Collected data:
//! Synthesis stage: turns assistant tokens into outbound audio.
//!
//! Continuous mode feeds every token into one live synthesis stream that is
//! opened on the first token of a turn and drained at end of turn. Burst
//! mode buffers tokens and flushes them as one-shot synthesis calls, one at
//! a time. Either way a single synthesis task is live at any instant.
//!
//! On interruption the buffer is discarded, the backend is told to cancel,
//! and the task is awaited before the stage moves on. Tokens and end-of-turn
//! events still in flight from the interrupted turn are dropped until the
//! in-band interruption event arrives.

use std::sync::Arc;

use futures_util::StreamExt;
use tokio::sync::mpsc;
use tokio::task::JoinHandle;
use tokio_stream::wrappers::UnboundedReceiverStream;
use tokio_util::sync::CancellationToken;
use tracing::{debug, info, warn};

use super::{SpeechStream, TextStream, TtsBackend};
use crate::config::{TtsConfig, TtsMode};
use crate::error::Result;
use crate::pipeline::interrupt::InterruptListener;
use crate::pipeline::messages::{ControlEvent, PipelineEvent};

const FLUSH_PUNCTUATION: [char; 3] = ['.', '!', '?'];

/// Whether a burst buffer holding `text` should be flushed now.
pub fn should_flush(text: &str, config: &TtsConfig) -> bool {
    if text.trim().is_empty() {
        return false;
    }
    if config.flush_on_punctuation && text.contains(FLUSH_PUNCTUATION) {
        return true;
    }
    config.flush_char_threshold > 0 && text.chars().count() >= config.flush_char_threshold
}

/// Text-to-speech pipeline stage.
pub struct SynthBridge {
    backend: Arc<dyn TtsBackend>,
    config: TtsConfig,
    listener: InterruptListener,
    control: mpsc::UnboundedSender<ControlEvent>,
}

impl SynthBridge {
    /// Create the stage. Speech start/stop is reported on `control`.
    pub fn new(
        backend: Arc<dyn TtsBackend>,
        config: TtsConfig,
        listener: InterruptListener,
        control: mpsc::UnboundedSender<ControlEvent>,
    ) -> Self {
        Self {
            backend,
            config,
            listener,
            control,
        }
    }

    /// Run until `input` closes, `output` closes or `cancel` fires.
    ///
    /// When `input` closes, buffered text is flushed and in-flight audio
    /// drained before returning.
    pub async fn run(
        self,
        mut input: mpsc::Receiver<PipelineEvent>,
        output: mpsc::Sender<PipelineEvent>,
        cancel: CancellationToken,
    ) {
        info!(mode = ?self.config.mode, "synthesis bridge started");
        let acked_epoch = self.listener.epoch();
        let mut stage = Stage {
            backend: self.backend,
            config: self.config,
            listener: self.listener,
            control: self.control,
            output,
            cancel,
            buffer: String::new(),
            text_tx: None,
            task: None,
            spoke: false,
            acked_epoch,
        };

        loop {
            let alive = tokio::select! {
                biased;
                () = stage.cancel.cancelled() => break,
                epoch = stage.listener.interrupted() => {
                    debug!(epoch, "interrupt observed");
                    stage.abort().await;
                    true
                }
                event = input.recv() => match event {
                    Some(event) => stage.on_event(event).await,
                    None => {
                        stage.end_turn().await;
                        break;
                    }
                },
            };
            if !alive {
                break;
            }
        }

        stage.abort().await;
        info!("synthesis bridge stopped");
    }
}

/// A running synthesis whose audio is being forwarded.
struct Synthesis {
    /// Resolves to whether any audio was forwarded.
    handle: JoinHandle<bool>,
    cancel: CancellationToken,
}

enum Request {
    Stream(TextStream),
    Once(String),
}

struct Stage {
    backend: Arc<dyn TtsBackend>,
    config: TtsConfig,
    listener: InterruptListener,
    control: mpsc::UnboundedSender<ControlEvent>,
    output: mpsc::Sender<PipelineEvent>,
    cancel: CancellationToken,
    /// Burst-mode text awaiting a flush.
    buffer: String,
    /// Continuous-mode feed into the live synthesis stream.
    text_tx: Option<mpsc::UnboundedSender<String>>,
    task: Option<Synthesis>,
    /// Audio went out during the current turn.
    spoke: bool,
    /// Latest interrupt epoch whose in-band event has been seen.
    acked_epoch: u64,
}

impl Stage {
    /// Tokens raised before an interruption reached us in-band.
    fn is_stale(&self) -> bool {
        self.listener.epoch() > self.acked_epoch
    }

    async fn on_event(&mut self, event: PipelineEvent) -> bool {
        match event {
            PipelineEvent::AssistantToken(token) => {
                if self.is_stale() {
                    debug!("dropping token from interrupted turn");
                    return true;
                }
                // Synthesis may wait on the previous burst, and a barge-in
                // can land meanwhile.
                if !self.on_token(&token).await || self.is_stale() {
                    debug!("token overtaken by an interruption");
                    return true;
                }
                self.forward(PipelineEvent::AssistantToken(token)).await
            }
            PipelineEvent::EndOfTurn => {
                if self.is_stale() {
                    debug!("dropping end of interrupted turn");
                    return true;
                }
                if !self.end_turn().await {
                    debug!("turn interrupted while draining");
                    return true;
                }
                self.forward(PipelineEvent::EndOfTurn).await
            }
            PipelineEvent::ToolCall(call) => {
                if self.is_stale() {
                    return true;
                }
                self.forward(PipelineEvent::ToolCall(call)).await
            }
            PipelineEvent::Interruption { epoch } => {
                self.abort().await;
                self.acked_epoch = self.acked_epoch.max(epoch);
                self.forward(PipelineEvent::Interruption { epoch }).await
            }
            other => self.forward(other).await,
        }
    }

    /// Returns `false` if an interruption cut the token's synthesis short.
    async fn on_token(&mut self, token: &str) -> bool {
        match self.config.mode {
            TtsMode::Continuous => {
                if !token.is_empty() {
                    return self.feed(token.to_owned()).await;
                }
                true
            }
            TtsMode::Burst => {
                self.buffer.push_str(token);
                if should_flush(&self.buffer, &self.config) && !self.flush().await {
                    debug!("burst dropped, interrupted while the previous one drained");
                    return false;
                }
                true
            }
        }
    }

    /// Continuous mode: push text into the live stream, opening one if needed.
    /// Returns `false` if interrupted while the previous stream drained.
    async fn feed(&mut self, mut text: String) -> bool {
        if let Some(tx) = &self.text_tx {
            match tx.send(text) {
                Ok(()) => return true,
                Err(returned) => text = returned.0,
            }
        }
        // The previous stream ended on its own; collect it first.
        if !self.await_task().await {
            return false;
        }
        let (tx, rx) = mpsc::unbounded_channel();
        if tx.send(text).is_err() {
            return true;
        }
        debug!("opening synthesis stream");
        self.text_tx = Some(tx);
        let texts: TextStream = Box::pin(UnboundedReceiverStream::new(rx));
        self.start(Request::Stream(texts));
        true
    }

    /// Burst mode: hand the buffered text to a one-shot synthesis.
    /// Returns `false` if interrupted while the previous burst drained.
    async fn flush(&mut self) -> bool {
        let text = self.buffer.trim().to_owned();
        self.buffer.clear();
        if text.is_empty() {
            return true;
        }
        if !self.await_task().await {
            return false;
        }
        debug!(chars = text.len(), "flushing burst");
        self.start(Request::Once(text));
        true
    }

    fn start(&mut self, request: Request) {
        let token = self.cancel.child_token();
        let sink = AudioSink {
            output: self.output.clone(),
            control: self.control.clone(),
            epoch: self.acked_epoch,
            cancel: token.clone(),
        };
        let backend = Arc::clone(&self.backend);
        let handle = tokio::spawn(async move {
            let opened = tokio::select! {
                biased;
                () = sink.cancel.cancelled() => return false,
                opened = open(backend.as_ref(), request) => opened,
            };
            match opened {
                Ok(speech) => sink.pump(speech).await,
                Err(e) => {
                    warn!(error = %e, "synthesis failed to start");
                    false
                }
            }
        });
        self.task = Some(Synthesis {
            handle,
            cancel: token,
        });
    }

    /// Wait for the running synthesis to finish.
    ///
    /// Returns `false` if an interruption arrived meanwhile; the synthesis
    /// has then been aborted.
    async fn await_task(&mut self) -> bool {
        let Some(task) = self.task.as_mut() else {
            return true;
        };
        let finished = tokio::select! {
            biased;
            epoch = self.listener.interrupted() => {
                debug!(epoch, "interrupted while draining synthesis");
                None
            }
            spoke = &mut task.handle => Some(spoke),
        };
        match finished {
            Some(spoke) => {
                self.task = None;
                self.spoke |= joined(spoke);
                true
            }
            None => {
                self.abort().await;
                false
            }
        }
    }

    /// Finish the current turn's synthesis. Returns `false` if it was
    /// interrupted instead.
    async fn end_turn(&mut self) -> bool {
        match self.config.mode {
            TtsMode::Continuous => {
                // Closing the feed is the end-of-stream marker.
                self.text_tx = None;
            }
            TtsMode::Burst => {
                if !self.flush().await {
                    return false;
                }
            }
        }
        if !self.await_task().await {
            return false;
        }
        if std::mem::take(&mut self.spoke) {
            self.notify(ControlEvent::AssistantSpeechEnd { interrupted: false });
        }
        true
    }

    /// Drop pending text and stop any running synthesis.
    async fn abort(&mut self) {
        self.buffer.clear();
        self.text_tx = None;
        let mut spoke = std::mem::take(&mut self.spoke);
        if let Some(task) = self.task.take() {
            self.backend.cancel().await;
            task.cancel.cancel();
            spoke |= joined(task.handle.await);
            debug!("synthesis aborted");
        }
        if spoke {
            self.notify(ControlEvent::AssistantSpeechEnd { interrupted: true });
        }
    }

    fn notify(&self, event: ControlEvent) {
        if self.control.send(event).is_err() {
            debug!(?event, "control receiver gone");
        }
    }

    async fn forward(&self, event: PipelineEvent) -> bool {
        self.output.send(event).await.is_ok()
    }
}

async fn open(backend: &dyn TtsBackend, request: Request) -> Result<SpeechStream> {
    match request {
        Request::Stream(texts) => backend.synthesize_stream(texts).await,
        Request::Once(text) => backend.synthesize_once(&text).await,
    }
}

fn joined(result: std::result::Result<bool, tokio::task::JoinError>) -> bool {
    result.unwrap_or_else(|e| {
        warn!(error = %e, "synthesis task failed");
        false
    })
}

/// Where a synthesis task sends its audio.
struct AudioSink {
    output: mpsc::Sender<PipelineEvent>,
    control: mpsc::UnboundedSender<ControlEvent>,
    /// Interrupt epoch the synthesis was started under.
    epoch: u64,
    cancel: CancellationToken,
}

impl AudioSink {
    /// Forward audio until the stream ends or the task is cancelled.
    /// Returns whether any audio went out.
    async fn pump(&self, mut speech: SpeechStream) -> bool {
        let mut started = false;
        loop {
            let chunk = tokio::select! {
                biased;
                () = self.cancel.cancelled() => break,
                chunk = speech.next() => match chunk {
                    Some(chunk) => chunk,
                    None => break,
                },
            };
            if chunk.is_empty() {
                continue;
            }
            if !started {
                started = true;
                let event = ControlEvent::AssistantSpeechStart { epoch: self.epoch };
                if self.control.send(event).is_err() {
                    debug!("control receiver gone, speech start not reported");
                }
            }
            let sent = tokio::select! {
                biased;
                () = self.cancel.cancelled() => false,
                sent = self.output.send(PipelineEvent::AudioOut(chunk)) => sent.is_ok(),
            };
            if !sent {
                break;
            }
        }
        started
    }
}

### What you will do
Scan the records above and report every line with the string "chars".

### Completed exercise
    config.flush_char_threshold > 0 && text.chars().count() >= config.flush_char_threshold
        debug!(chars = text.len(), "flushing burst");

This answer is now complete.